I'm trying to load spritesheets from Texturepacker in ThreeJS, which comprises an image and json. The image has a bunch of small sprites packed together and the json defines the location and size of the small sprites in the image.
I have tried 3 methods for loading.
- using ThreeJS loaders for the json and image and assigning new textures with different repeat and offset values.
- using WebGLRenderTarget buffers to crop the source image into
- using Canvas buffers to crop the source image into
The method using multiple texture instances with different offsets should work ok as I'm not copying the source image but when I run an animation by switching a material's texture, it uses a crazy amount of RAM as if it's copying the entire source spritesheet into memory for each one. If I change the texture offsets for the animation instead of using texture copies, it works ok but an offset change would be applied to every object using the same source spritesheet.

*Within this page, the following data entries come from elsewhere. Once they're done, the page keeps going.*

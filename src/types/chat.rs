//! Chat and event record types
//!
//! A chat is the dimension row (one per distinct key), an event is the
//! append-only fact row (one per recorded occurrence).

use chrono::{DateTime, Utc};
use serde::{Deserialize, Serialize};

/// Identifier of the chat/session a usage event originates from
pub type ChatId = i64;

/// Identifier of the user who sent a message (used by the front-end)
pub type SenderId = i64;

/// Dimension record: first and last time a chat was seen
#[derive(Debug, Clone, Copy, PartialEq, Eq, Serialize, Deserialize)]
#[serde(rename_all = "camelCase")]
pub struct ChatRecord {
    pub id: ChatId,
    /// First seen, set once on insert
    pub created_at: DateTime<Utc>,
    /// Last seen, bumped by every flush containing this chat
    pub updated_at: DateTime<Utc>,
}

/// Fact record awaiting insertion (the surrogate id is assigned by the store)
#[derive(Debug, Clone, Copy, PartialEq, Eq, Serialize, Deserialize)]
#[serde(rename_all = "camelCase")]
pub struct NewEvent {
    pub chat_id: ChatId,
    pub created_at: DateTime<Utc>,
}

impl NewEvent {
    pub fn new(chat_id: ChatId, created_at: DateTime<Utc>) -> Self {
        Self { chat_id, created_at }
    }
}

The WebGLRenderTarget method needs a camera and scene for cropping the textures and a sprite added to the scene. The output from this is unusable as it doesn't generate a 1:1 crop of the original texture and it's really slow to load. Is there a way to render textures 1:1 to smaller buffers in ThreeJS?
The Canvas method worked best where I create a canvas element for each sprite and crop the spritesheet into each. This is 1:1 and good quality but the point of using a spritesheet is that the GPU only has a single image to address and this needs an HTML loader process. Ideally I don't want to crop the spritesheet to smaller texture buffers.
Why does using the same large source image with multiple THREE.Texture objects use so much memory? I expected it would only need to keep a single texture in memory and the Texture objects would just display the same texture with different offsets.